The “more-complex” server-side solution
As a realtime delivery of the data is not possible, my next solution was to offboard the task, which was also an inspiration to write my article about KEDA before. The flow now differed a bit for the client, but could work completely in the background:
Client requests archive via RESTful-API Server answers, that the request is processed in the background
- a new entry in redis is created
- this triggers an “archive-creation”-job
- KEDA will spawn a docker-container to process the job
The job then basically does the same as the server before, but does not send the result to the client. Instead, it will store it again on an azure BLOB storage and afterwards generates a link, that the client will receive.
The background job now creates a few other issues:
- the client does not have any information about the progress anymore (needs a mail on completion, sending progress via websocket or something else)
- there are a lot of docker container spawned over time, so that the cluster can run out of resources
- we are storing the files now 3 times (origin, runner, result-zip)
- the user might become impatient and start another job (needs to be prevented)
- there might be problems during the transfer, that needs a restart of the job or creates corrupt archives
- the temporary space can become full again
So even now, that we’ve removed the workload from our core services, we are still struggling with plenty of problems, that we don’t want to have and additionally, the process becomes more complex. If we could just send the files directly from Azure or AWS to the user. But that’s not possible… or is it?
A client-based solution for downloading the zip archive
Let’s go back to the original requirement: We want to
- provide multiple files from a BLOB Storage
- that are downloaded by the client
- eventually with a limit of parallel downloads
- eventually with throttling (e.g. waiting a few seconds after every batch)
- and stored in a zip file (potentially with folders etc.)

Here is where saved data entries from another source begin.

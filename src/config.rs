//! Environment-backed configuration. Defaults mirror the dev deployment on
//! Sepolia; any value can be overridden through the environment (a `.env`
//! file is honored when the binary loads it with dotenv).

use ethers::types::Address;
use eyre::{Result, WrapErr};
use tokio::time::Duration;

#[derive(Debug, Clone)]
pub struct ClientConfig {
    /// Base URL of the engine's challenge/response endpoints.
    pub engine_http: String,
    /// URL of the engine's authenticated websocket.
    pub engine_ws: String,
    /// Identity the enclave co-signatures must recover to.
    pub enclave_address: Address,
    /// The on-chain verifier contract.
    pub verifier_address: Address,
    pub chain_ws_url: String,
    pub chain_id: u64,
    /// Base URL of the proving sidecar.
    pub prover_url: String,
    pub gas_price_gwei: u64,
    pub gas_limit: u64,
    pub default_token: String,
    pub denomination: String,
    /// How long the dispatcher waits for a referenced order to appear
    /// locally before treating the event as foreign.
    pub await_order_timeout: Duration,
    /// First block the confirmation listener scans for verifier events.
    pub event_start_block: u64,
}

fn var_or(key: &str, default: &str) -> String {
    std::env::var(key).unwrap_or_else(|_| default.to_string())
}

impl ClientConfig {
    pub fn from_env() -> Result<Self> {
        Ok(Self {
            engine_http: var_or("ENGINE_HTTP_URL", "http://127.0.0.1:8000"),
            engine_ws: var_or("ENGINE_WS_URL", "ws://127.0.0.1:8000/ws"),
            enclave_address: var_or(
                "ENCLAVE_ADDRESS",
                "0xa2c03BbE8Ce76d0c93D428A0f913F10b7acCfa9F",
            )
            .parse()
            .wrap_err("ENCLAVE_ADDRESS is not an address")?,
            verifier_address: var_or(
                "VERIFIER_ADDRESS",
                "0x3C3EF8652c104f57acd42D077F060cf00cFc53B5",
            )
            .parse()
            .wrap_err("VERIFIER_ADDRESS is not an address")?,
            chain_ws_url: var_or("CHAIN_WS_URL", "wss://ethereum-sepolia.publicnode.com"),
            chain_id: var_or("CHAIN_ID", "11155111")
                .parse()
                .wrap_err("CHAIN_ID is not a number")?,
            prover_url: var_or("PROVER_URL", "http://127.0.0.1:9000"),
            gas_price_gwei: var_or("GAS_PRICE_GWEI", "100")
                .parse()
                .wrap_err("GAS_PRICE_GWEI is not a number")?,
            gas_limit: var_or("GAS_LIMIT", "500000")
                .parse()
                .wrap_err("GAS_LIMIT is not a number")?,
            default_token: var_or(
                "DEFAULT_TOKEN",
                "92bf259f558808106e4840e2642352b156a31bc41e5b4283df2937278f0a7a65",
            ),
            denomination: var_or("DENOMINATION", "0x1"),
            await_order_timeout: Duration::from_secs(
                var_or("AWAIT_ORDER_TIMEOUT_SECS", "30")
                    .parse()
                    .wrap_err("AWAIT_ORDER_TIMEOUT_SECS is not a number")?,
            ),
            event_start_block: var_or("EVENT_START_BLOCK", "4980382")
                .parse()
                .wrap_err("EVENT_START_BLOCK is not a number")?,
        })
    }
}
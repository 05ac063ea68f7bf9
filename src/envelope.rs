//! Typed channel envelopes.
//!
//! Everything crossing the websocket is validated here, at the boundary,
//! before any dispatch logic runs. Outbound envelopes carry an `action` tag
//! and the engine's exact field names; inbound text that is not valid JSON or
//! not a recognized shape becomes a `MalformedMessage` value, never a crash.

use serde_derive::{Deserialize, Serialize};
use serde_json::Value;

use crate::error::ClientError;
use crate::field::{fr_to_dec, fr_to_hex};
use crate::order::OrderCommitment;

#[derive(Debug, Clone, Serialize, Deserialize)]
pub struct TransparentWire {
    pub side: String,
    pub token: String,
    pub denomination: String,
}

#[derive(Debug, Clone, Serialize, Deserialize)]
pub struct ShieldedWire {
    pub price: String,
    pub volume: String,
    #[serde(rename = "accessKey")]
    pub access_key: String,
}

#[derive(Debug, Clone, Serialize, Deserialize)]
pub struct OrderData {
    pub transparent: TransparentWire,
    pub shielded: ShieldedWire,
}

impl OrderData {
    /// Wire form of a commitment: side/price/volume as decimal strings,
    /// access key as unprefixed hex, matching the engine's parser.
    pub fn from_commitment(commitment: &OrderCommitment) -> Self {
        OrderData {
            transparent: TransparentWire {
                side: commitment.transparent.side.wire(),
                token: commitment.transparent.token.clone(),
                denomination: commitment.transparent.denomination.clone(),
            },
            shielded: ShieldedWire {
                price: fr_to_dec(&commitment.shielded.price),
                volume: fr_to_dec(&commitment.shielded.volume),
                access_key: fr_to_hex(&commitment.shielded.access_key),
            },
        }
    }
}

#[derive(Debug, Clone, Serialize)]
#[serde(tag = "action")]
pub enum Outbound {
    #[serde(rename = "sendorder")]
    SendOrder { data: OrderData, hash: String },
    #[serde(rename = "clearorderbook")]
    ClearOrderbook,
    #[serde(rename = "openorders")]
    OpenOrders,
    #[serde(rename = "getcrossedorders")]
    GetCrossedOrders { data: OrderData, hash: String },
    #[serde(rename = "upgradelisteningcontract")]
    UpgradeListeningContract { data: UpgradeData },
}

#[derive(Debug, Clone, Serialize)]
pub struct UpgradeData {
    #[serde(rename = "newAddress")]
    pub new_address: String,
}

impl Outbound {
    pub fn send_order(commitment: &OrderCommitment) -> Self {
        Outbound::SendOrder {
            data: OrderData::from_commitment(commitment),
            hash: fr_to_hex(&commitment.hash),
        }
    }

    pub fn get_crossed_orders(commitment: &OrderCommitment) -> Self {
        Outbound::GetCrossedOrders {
            data: OrderData::from_commitment(commitment),
            hash: fr_to_hex(&commitment.hash),
        }
    }

    pub fn upgrade_listening_contract(new_address: String) -> Self {
        Outbound::UpgradeListeningContract {
            data: UpgradeData { new_address },
        }
    }
}

/// Commitment echo the engine attaches to acknowledgements and crossed-order
/// pushes; `shielded` is the commitment hash in hex.
#[derive(Debug, Clone, Deserialize)]
pub struct CommitmentEcho {
    pub transparent: TransparentWire,
    pub shielded: String,
}

/// Enclave co-signature over a shielded commitment hash. Verified once by the
/// dispatcher, then discarded.
#[derive(Debug, Clone, Deserialize)]
pub struct EnclaveSignature {
    #[serde(rename = "signatureValue")]
    pub signature_value: String,
    #[serde(rename = "orderCommitment")]
    pub order_commitment: CommitmentEcho,
    #[serde(rename = "enclavePublicAddress")]
    pub enclave_public_address: String,
}

#[derive(Debug, Clone, Deserialize)]
pub struct CrossedOrders {
    #[serde(rename = "orderCommitment")]
    pub order_commitment: CommitmentEcho,
    pub data: CrossedData,
}

#[derive(Debug, Clone, Deserialize)]
pub struct CrossedData {
    pub orders: Vec<CrossedRow>,
}

#[derive(Debug, Clone, Deserialize)]
pub struct CrossedRow {
    pub raw_order_commitment: RawCommitmentWire,
}

#[derive(Debug, Clone, Deserialize)]
pub struct RawCommitmentWire {
    pub private: String,
}

#[derive(Debug, Clone, Deserialize)]
struct AckEnvelope {
    #[serde(rename = "enclaveSignature")]
    enclave_signature: EnclaveSignature,
}

#[derive(Debug, Clone, Deserialize)]
struct UpgradeAckEnvelope {
    status: String,
    #[serde(rename = "newAddress")]
    new_address: String,
}

/// The finite set of inbound envelopes the dispatcher recognizes.
#[derive(Debug, Clone)]
pub enum Inbound {
    OrderAck(EnclaveSignature),
    CrossedOrders(CrossedOrders),
    OpenOrders(Value),
    UpgradeAck { status: String, new_address: String },
}

pub fn parse_inbound(text: &str) -> Result<Inbound, ClientError> {
    let value: Value = serde_json::from_str(text)
        .map_err(|e| ClientError::MalformedMessage(format!("not JSON: {e}")))?;
    let action = value
        .get("action")
        .and_then(Value::as_str)
        .ok_or_else(|| ClientError::MalformedMessage("missing action tag".into()))?
        .to_owned();
    match action.as_str() {
        "sendorder" => {
            let ack: AckEnvelope = serde_json::from_value(value)
                .map_err(|e| ClientError::MalformedMessage(format!("bad sendorder ack: {e}")))?;
            Ok(Inbound::OrderAck(ack.enclave_signature))
        }
        "getcrossedorders" => {
            let crossed: CrossedOrders = serde_json::from_value(value).map_err(|e| {
                ClientError::MalformedMessage(format!("bad crossed-orders push: {e}"))
            })?;
            Ok(Inbound::CrossedOrders(crossed))
        }
        "openorders" => Ok(Inbound::OpenOrders(value)),
        "upgradelisteningcontract" => {
            let ack: UpgradeAckEnvelope = serde_json::from_value(value)
                .map_err(|e| ClientError::MalformedMessage(format!("bad upgrade ack: {e}")))?;
            Ok(Inbound::UpgradeAck {
                status: ack.status,
                new_address: ack.new_address,
            })
        }
        other => Err(ClientError::MalformedMessage(format!(
            "unrecognized action {other:?}"
        ))),
    }
}

#[cfg(test)]
mod tests {
    use super::*;
    use crate::order::{build_commitment, RawOrderSpec, Side};
    use serde_json::json;

    fn commitment() -> OrderCommitment {
        let raw = RawOrderSpec {
            price: 3.0,
            volume: 4.5,
            side: Side::Ask,
        };
        build_commitment(&raw, "92bf25", "0x1").unwrap()
    }

    #[test]
    fn send_order_matches_the_engine_wire_shape() {
        let commitment = commitment();
        let value = serde_json::to_value(Outbound::send_order(&commitment)).unwrap();
        assert_eq!(
            value,
            json!({
                "action": "sendorder",
                "data": {
                    "transparent": {
                        "side": "1",
                        "token": "92bf25",
                        "denomination": "0x1"
                    },
                    "shielded": {
                        "price": "3000000000",
                        "volume": "4500000000",
                        "accessKey": fr_to_hex(&commitment.shielded.access_key)
                    }
                },
                "hash": fr_to_hex(&commitment.hash)
            })
        );
    }

    #[test]
    fn unit_actions_serialize_with_only_the_tag() {
        assert_eq!(
            serde_json::to_value(Outbound::ClearOrderbook).unwrap(),
            json!({"action": "clearorderbook"})
        );
        assert_eq!(
            serde_json::to_value(Outbound::OpenOrders).unwrap(),
            json!({"action": "openorders"})
        );
    }

    #[test]
    fn parses_an_enclave_acknowledgement() {
        let text = json!({
            "action": "sendorder",
            "enclaveSignature": {
                "orderCommitment": {
                    "transparent": {"side": "0", "token": "92bf25", "denomination": "0x1"},
                    "shielded": "1a2b3c"
                },
                "signatureValue": "00ff",
                "enclavePublicAddress": "0xa2c03BbE8Ce76d0c93D428A0f913F10b7acCfa9F"
            }
        })
        .to_string();
        match parse_inbound(&text).unwrap() {
            Inbound::OrderAck(sig) => {
                assert_eq!(sig.order_commitment.shielded, "1a2b3c");
                assert_eq!(sig.signature_value, "00ff");
            }
            other => panic!("expected order ack, got {other:?}"),
        }
    }

    #[test]
    fn parses_a_crossed_orders_push() {
        let text = json!({
            "action": "getcrossedorders",
            "orderCommitment": {
                "transparent": {"side": "0", "token": "92bf25", "denomination": "0x1"},
                "shielded": "aa11"
            },
            "data": {
                "orders": [
                    {"raw_order_commitment": {"private": "bb22"}},
                    {"raw_order_commitment": {"private": "cc33"}}
                ]
            }
        })
        .to_string();
        match parse_inbound(&text).unwrap() {
            Inbound::CrossedOrders(crossed) => {
                assert_eq!(crossed.order_commitment.shielded, "aa11");
                let privates: Vec<_> = crossed
                    .data
                    .orders
                    .iter()
                    .map(|row| row.raw_order_commitment.private.as_str())
                    .collect();
                assert_eq!(privates, ["bb22", "cc33"]);
            }
            other => panic!("expected crossed orders, got {other:?}"),
        }
    }

    #[test]
    fn rejects_unrecognized_and_malformed_input() {
        assert!(matches!(
            parse_inbound("Hello from the server!"),
            Err(ClientError::MalformedMessage(_))
        ));
        assert!(matches!(
            parse_inbound(r#"{"action":"definitelynotathing"}"#),
            Err(ClientError::MalformedMessage(_))
        ));
        assert!(matches!(
            parse_inbound(r#"{"no":"action"}"#),
            Err(ClientError::MalformedMessage(_))
        ));
        // Recognized tag but missing payload is malformed too.
        assert!(matches!(
            parse_inbound(r#"{"action":"sendorder"}"#),
            Err(ClientError::MalformedMessage(_))
        ));
    }
}
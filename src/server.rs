use std::net::{Ipv4Addr, SocketAddr};

use axum::Router;

use crate::ready::ReadyGate;

#[derive(Debug, thiserror::Error)]
pub enum ServeError {
    #[error("runtime ready signal dropped before firing")]
    NeverReady,
    #[error("failed to bind {addr}: {source}")]
    Bind {
        addr: SocketAddr,
        source: std::io::Error,
    },
    #[error("HTTP server error: {0}")]
    Serve(#[source] std::io::Error),
}

/// Loopback only when `localhost` is set, otherwise every IPv4 interface.
pub fn bind_addr(port: u16, localhost: bool) -> SocketAddr {
    let ip = if localhost {
        Ipv4Addr::LOCALHOST
    } else {
        Ipv4Addr::UNSPECIFIED
    };
    SocketAddr::from((ip, port))
}

/// Wait for the ready gate, bind once, then serve until the process exits.
///
/// The display must be attached before the first request can arrive, which is
/// why binding happens after the gate and not before.
pub async fn run(addr: SocketAddr, app: Router, gate: ReadyGate) -> Result<(), ServeError> {
    if !gate.wait().await {
        return Err(ServeError::NeverReady);
    }

    let listener = tokio::net::TcpListener::bind(addr)
        .await
        .map_err(|source| ServeError::Bind { addr, source })?;
    let local = listener.local_addr().unwrap_or(addr);
    tracing::info!("Listening on http://{}", local);

    axum::serve(listener, app).await.map_err(ServeError::Serve)
}
use base64::{engine::general_purpose, Engine as _};

/// Embed URL prefix used when no `embed_base` is configured.
pub const DEFAULT_EMBED_BASE: &str = "https://youtube.com/embed/";

/// A single "show this video" instruction, built fresh for every request.
///
/// The identifier is appended to the embed base verbatim. No escaping happens
/// here: the only transformation before the URL crosses into the page's script
/// context is [`DisplayCommand::encode`].
#[derive(Debug, Clone, PartialEq, Eq)]
pub struct DisplayCommand {
    url: String,
}

impl DisplayCommand {
    pub fn for_video(embed_base: &str, video: &str) -> Self {
        DisplayCommand {
            url: format!("{embed_base}{video}"),
        }
    }

    pub fn url(&self) -> &str {
        &self.url
    }

    /// Standard padded base64 of the URL bytes. The alphabet contains no quote
    /// or backslash, so the result can sit inside a single-quoted JS string.
    pub fn encode(&self) -> String {
        general_purpose::STANDARD.encode(self.url.as_bytes())
    }
}

/// Reverse of [`DisplayCommand::encode`], i.e. what the page does with `atob`.
/// Returns None if the payload is not valid base64 or not UTF-8.
pub fn decode_payload(payload: &str) -> Option<String> {
    let bytes = general_purpose::STANDARD.decode(payload).ok()?;
    String::from_utf8(bytes).ok()
}
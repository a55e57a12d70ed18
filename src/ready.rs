use std::sync::Mutex;

use tokio::sync::oneshot;

/// "Runtime ready" notification from the window host.
///
/// Only the first `fire` has an effect; the host may call it on every
/// ready event it sees.
pub struct ReadySignal {
    tx: Mutex<Option<oneshot::Sender<()>>>,
}

/// Waiting half of [`ReadySignal`]; the server awaits it before binding.
pub struct ReadyGate {
    rx: oneshot::Receiver<()>,
}

pub fn ready_pair() -> (ReadySignal, ReadyGate) {
    let (tx, rx) = oneshot::channel();
    (
        ReadySignal {
            tx: Mutex::new(Some(tx)),
        },
        ReadyGate { rx },
    )
}

impl ReadySignal {
    /// Returns true for the call that opened the gate, false afterwards.
    pub fn fire(&self) -> bool {
        let tx = match self.tx.lock() {
            Ok(mut slot) => slot.take(),
            Err(poisoned) => poisoned.into_inner().take(),
        };
        match tx {
            Some(tx) => {
                tracing::info!("runtime ready");
                // A dropped gate means nobody is waiting to serve; nothing to do.
                let _ = tx.send(());
                true
            }
            None => false,
        }
    }
}

impl ReadyGate {
    /// Resolves once the signal fires. Returns false if the signal was dropped
    /// without firing, in which case the server must not start.
    pub async fn wait(self) -> bool {
        self.rx.await.is_ok()
    }
}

- and also share progress information
- without having to do the “hard work” by ourselves
Is that even possible, without an Azure or AWS batch download? Yes, it is!
I created a proof-of-concept in this repository here . The demo is written with Vue, but you really don’t need to understand Vue to get, what’s going on there:
Whenever you click the Client Batch Download Example
-Button, it will trigger the downloadAndStoreAsZip
-function that tries to download 1000 files from a robot-image generator called robohash.org(which is pretty cool btw). Per default, the downloadInParallel
-function now creates fetch-promises for 10 images at a time and downloads them as a blob into the RAM. If you want to, it could also “throttle” the next batch by waiting some seconds - otherwise it will continue until everything is downloaded. At the same time, the progress is updated after every batch that was downloaded, so that we can visualize it to the client. Finally, we use JSZip to zip everything and provide the download to the client.
That’s much better than any other solution, that we had before:
- the client sees the progress
- the data transfer is only done once and directly to the client
- we are utilizing the cloud infrastructure of Microsoft Azure Blobs or Amazon S3 without harming ourselves
- we can limit parallel downloads and wait between batches
- if a client needs to restart / loses connection, the traffic will be on their side
However, there are also two downsides:
- the whole files will be in RAM, so that there’s a limit on the client computer
- the data is transferred in the original size, and not compressed for the client
For the first issue, there’s a possible solution that is directly linked by our utilised FileSaver library: StreamSaver makes it possible, to write the blobs directly to the local hard disc while still downloading the other files.
For the second downside, I have to admit that I’m willing to accept it, because the benefits outweigh the downsides by far.